### TO DO
Exact copies of all the records are the expected output.
====== RECORDS FOR THE TASK ======
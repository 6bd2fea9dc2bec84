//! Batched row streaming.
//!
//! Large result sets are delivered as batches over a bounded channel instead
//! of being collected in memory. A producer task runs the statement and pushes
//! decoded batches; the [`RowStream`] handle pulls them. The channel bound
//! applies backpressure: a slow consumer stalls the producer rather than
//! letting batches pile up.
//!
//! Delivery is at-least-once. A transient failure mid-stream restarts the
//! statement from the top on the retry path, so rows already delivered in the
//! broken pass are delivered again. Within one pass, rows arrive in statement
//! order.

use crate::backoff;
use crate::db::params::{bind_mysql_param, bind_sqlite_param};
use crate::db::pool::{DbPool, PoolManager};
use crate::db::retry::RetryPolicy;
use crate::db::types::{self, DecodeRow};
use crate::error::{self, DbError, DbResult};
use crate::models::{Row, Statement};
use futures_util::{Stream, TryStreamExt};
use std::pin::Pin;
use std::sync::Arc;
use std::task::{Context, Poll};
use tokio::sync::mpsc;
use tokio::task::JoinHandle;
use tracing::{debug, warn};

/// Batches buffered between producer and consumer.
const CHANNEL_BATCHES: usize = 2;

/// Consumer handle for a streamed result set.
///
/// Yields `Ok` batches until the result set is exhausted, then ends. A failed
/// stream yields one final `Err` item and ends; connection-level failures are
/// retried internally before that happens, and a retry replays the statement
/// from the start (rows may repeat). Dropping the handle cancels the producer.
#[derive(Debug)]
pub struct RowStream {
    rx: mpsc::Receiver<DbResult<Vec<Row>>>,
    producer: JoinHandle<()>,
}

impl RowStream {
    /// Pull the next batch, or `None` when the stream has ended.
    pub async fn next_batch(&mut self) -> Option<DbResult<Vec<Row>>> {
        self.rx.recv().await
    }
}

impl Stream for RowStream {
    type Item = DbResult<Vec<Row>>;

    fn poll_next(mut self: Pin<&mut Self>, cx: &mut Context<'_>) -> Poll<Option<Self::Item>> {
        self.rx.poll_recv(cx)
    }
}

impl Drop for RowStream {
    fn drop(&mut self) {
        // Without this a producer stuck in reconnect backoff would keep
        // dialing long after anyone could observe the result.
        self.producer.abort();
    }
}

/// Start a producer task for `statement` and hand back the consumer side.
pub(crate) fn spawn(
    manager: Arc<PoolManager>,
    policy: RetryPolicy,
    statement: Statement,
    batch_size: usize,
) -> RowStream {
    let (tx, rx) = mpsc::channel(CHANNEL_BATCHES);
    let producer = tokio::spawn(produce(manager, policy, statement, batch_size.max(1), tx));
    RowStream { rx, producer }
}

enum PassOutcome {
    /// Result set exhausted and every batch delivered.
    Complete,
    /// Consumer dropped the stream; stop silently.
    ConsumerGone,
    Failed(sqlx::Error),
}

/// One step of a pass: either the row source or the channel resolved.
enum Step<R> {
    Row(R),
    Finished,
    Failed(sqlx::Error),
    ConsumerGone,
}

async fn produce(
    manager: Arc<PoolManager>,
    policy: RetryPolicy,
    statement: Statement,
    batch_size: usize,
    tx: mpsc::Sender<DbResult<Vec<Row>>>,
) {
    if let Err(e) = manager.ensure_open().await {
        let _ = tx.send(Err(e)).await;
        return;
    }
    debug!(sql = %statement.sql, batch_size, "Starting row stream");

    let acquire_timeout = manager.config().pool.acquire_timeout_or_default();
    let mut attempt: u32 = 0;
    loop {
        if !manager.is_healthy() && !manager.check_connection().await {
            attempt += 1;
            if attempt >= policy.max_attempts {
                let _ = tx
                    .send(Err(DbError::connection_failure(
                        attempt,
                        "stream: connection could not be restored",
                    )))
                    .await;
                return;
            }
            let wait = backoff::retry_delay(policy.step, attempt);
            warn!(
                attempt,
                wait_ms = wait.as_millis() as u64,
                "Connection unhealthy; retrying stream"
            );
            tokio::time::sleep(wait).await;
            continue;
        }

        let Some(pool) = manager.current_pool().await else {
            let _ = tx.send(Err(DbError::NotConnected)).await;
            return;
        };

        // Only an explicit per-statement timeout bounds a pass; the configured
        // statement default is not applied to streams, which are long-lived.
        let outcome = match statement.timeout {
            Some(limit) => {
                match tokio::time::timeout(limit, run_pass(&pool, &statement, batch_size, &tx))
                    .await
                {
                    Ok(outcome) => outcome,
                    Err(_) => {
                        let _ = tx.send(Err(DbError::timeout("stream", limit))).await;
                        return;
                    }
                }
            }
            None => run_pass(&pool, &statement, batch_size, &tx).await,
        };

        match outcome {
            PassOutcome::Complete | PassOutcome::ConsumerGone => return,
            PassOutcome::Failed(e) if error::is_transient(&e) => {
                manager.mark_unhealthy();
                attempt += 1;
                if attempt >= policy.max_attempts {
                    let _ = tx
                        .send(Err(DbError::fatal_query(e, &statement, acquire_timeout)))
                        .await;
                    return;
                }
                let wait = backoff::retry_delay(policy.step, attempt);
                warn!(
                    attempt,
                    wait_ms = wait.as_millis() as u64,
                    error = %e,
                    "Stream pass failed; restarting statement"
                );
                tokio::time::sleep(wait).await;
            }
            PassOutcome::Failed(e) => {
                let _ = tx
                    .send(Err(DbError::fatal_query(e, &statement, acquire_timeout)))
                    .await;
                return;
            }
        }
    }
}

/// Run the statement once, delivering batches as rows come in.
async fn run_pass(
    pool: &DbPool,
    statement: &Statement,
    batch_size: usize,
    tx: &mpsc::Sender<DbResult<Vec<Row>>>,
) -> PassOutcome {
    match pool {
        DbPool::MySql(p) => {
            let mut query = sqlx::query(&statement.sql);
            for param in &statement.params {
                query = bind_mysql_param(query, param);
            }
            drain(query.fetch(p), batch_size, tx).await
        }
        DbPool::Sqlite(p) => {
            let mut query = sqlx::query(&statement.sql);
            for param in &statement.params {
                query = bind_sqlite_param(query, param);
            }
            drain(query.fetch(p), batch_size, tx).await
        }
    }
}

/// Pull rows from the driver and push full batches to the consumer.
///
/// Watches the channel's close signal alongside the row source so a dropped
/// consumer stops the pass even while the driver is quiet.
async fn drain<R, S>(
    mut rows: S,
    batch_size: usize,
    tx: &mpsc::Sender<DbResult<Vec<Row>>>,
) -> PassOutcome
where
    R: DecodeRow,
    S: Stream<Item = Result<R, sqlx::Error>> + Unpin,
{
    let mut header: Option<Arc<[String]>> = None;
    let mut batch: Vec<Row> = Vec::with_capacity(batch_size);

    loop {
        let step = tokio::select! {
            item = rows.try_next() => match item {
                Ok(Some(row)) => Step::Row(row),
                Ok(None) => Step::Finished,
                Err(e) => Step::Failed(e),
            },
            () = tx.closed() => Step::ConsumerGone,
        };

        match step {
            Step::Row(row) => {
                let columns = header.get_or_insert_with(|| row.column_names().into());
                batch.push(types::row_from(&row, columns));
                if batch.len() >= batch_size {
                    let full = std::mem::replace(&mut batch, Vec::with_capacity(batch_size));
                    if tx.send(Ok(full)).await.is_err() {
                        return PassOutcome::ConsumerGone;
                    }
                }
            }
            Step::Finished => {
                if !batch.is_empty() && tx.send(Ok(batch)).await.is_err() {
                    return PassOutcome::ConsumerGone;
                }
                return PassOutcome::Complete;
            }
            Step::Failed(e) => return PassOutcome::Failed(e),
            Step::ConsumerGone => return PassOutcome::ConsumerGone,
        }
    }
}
======
### TASK RESPONSE
repository 6bd2fea9dc2bec84
//! Batched row streaming.
//!
//! Large result sets are delivered as batches over a bounded channel instead
//! of being collected in memory. A producer task runs the statement and pushes
//! decoded batches; the [`RowStream`] handle pulls them. The channel bound
//! applies backpressure: a slow consumer stalls the producer rather than
//! letting batches pile up.
//!
//! Delivery is at-least-once. A transient failure mid-stream restarts the
//! statement from the top on the retry path, so rows already delivered in the
//! broken pass are delivered again. Within one pass, rows arrive in statement
//! order.

use crate::backoff;
use crate::db::params::{bind_mysql_param, bind_sqlite_param};
use crate::db::pool::{DbPool, PoolManager};
use crate::db::retry::RetryPolicy;
use crate::db::types::{self, DecodeRow};
use crate::error::{self, DbError, DbResult};
use crate::models::{Row, Statement};
use futures_util::{Stream, TryStreamExt};
use std::pin::Pin;
use std::sync::Arc;
use std::task::{Context, Poll};
use tokio::sync::mpsc;
use tokio::task::JoinHandle;
use tracing::{debug, warn};

/// Batches buffered between producer and consumer.
const CHANNEL_BATCHES: usize = 2;

/// Consumer handle for a streamed result set.
///
/// Yields `Ok` batches until the result set is exhausted, then ends. A failed
/// stream yields one final `Err` item and ends; connection-level failures are
/// retried internally before that happens, and a retry replays the statement
/// from the start (rows may repeat). Dropping the handle cancels the producer.
#[derive(Debug)]
pub struct RowStream {
    rx: mpsc::Receiver<DbResult<Vec<Row>>>,
    producer: JoinHandle<()>,
}

impl RowStream {
    /// Pull the next batch, or `None` when the stream has ended.
    pub async fn next_batch(&mut self) -> Option<DbResult<Vec<Row>>> {
        self.rx.recv().await
    }
}

impl Stream for RowStream {
    type Item = DbResult<Vec<Row>>;

    fn poll_next(mut self: Pin<&mut Self>, cx: &mut Context<'_>) -> Poll<Option<Self::Item>> {
        self.rx.poll_recv(cx)
    }
}

impl Drop for RowStream {
    fn drop(&mut self) {
        // Without this a producer stuck in reconnect backoff would keep
        // dialing long after anyone could observe the result.
        self.producer.abort();
    }
}

/// Start a producer task for `statement` and hand back the consumer side.
pub(crate) fn spawn(
    manager: Arc<PoolManager>,
    policy: RetryPolicy,
    statement: Statement,
    batch_size: usize,
) -> RowStream {
    let (tx, rx) = mpsc::channel(CHANNEL_BATCHES);
    let producer = tokio::spawn(produce(manager, policy, statement, batch_size.max(1), tx));
    RowStream { rx, producer }
}

enum PassOutcome {
    /// Result set exhausted and every batch delivered.
    Complete,
    /// Consumer dropped the stream; stop silently.
    ConsumerGone,
    Failed(sqlx::Error),
}

/// One step of a pass: either the row source or the channel resolved.
enum Step<R> {
    Row(R),
    Finished,
    Failed(sqlx::Error),
    ConsumerGone,
}

async fn produce(
    manager: Arc<PoolManager>,
    policy: RetryPolicy,
    statement: Statement,
    batch_size: usize,
    tx: mpsc::Sender<DbResult<Vec<Row>>>,
) {
    if let Err(e) = manager.ensure_open().await {
        let _ = tx.send(Err(e)).await;
        return;
    }
    debug!(sql = %statement.sql, batch_size, "Starting row stream");

    let acquire_timeout = manager.config().pool.acquire_timeout_or_default();
    let mut attempt: u32 = 0;
    loop {
        if !manager.is_healthy() && !manager.check_connection().await {
            attempt += 1;
            if attempt >= policy.max_attempts {
                let _ = tx
                    .send(Err(DbError::connection_failure(
                        attempt,
                        "stream: connection could not be restored",
                    )))
                    .await;
                return;
            }
            let wait = backoff::retry_delay(policy.step, attempt);
            warn!(
                attempt,
                wait_ms = wait.as_millis() as u64,
                "Connection unhealthy; retrying stream"
            );
            tokio::time::sleep(wait).await;
            continue;
        }

        let Some(pool) = manager.current_pool().await else {
            let _ = tx.send(Err(DbError::NotConnected)).await;
            return;
        };

        // Only an explicit per-statement timeout bounds a pass; the configured
        // statement default is not applied to streams, which are long-lived.
        let outcome = match statement.timeout {
            Some(limit) => {
                match tokio::time::timeout(limit, run_pass(&pool, &statement, batch_size, &tx))
                    .await
                {
                    Ok(outcome) => outcome,
                    Err(_) => {
                        let _ = tx.send(Err(DbError::timeout("stream", limit))).await;
                        return;
                    }
                }
            }
            None => run_pass(&pool, &statement, batch_size, &tx).await,
        };

        match outcome {
            PassOutcome::Complete | PassOutcome::ConsumerGone => return,
            PassOutcome::Failed(e) if error::is_transient(&e) => {
                manager.mark_unhealthy();
                attempt += 1;
                if attempt >= policy.max_attempts {
                    let _ = tx
                        .send(Err(DbError::fatal_query(e, &statement, acquire_timeout)))
                        .await;
                    return;
                }
                let wait = backoff::retry_delay(policy.step, attempt);
                warn!(
                    attempt,
                    wait_ms = wait.as_millis() as u64,
                    error = %e,
                    "Stream pass failed; restarting statement"
                );
                tokio::time::sleep(wait).await;
            }
            PassOutcome::Failed(e) => {
                let _ = tx
                    .send(Err(DbError::fatal_query(e, &statement, acquire_timeout)))
                    .await;
                return;
            }
        }
    }
}

/// Run the statement once, delivering batches as rows come in.
async fn run_pass(
    pool: &DbPool,
    statement: &Statement,
    batch_size: usize,
    tx: &mpsc::Sender<DbResult<Vec<Row>>>,
) -> PassOutcome {
    match pool {
        DbPool::MySql(p) => {
            let mut query = sqlx::query(&statement.sql);
            for param in &statement.params {
                query = bind_mysql_param(query, param);
            }
            drain(query.fetch(p), batch_size, tx).await
        }
        DbPool::Sqlite(p) => {
            let mut query = sqlx::query(&statement.sql);
            for param in &statement.params {
                query = bind_sqlite_param(query, param);
            }
            drain(query.fetch(p), batch_size, tx).await
        }
    }
}

/// Pull rows from the driver and push full batches to the consumer.
///
/// Watches the channel's close signal alongside the row source so a dropped
/// consumer stops the pass even while the driver is quiet.
async fn drain<R, S>(
    mut rows: S,
    batch_size: usize,
    tx: &mpsc::Sender<DbResult<Vec<Row>>>,
) -> PassOutcome
where
    R: DecodeRow,
    S: Stream<Item = Result<R, sqlx::Error>> + Unpin,
{
    let mut header: Option<Arc<[String]>> = None;
    let mut batch: Vec<Row> = Vec::with_capacity(batch_size);

    loop {
        let step = tokio::select! {
            item = rows.try_next() => match item {
                Ok(Some(row)) => Step::Row(row),
                Ok(None) => Step::Finished,
                Err(e) => Step::Failed(e),
            },
            () = tx.closed() => Step::ConsumerGone,
        };

        match step {
            Step::Row(row) => {
                let columns = header.get_or_insert_with(|| row.column_names().into());
                batch.push(types::row_from(&row, columns));
                if batch.len() >= batch_size {
                    let full = std::mem::replace(&mut batch, Vec::with_capacity(batch_size));
                    if tx.send(Ok(full)).await.is_err() {
                        return PassOutcome::ConsumerGone;
                    }
                }
            }
            Step::Finished => {
                if !batch.is_empty() && tx.send(Ok(batch)).await.is_err() {
                    return PassOutcome::ConsumerGone;
                }
                return PassOutcome::Complete;
            }
            Step::Failed(e) => return PassOutcome::Failed(e),
            Step::ConsumerGone => return PassOutcome::ConsumerGone,
        }
    }
}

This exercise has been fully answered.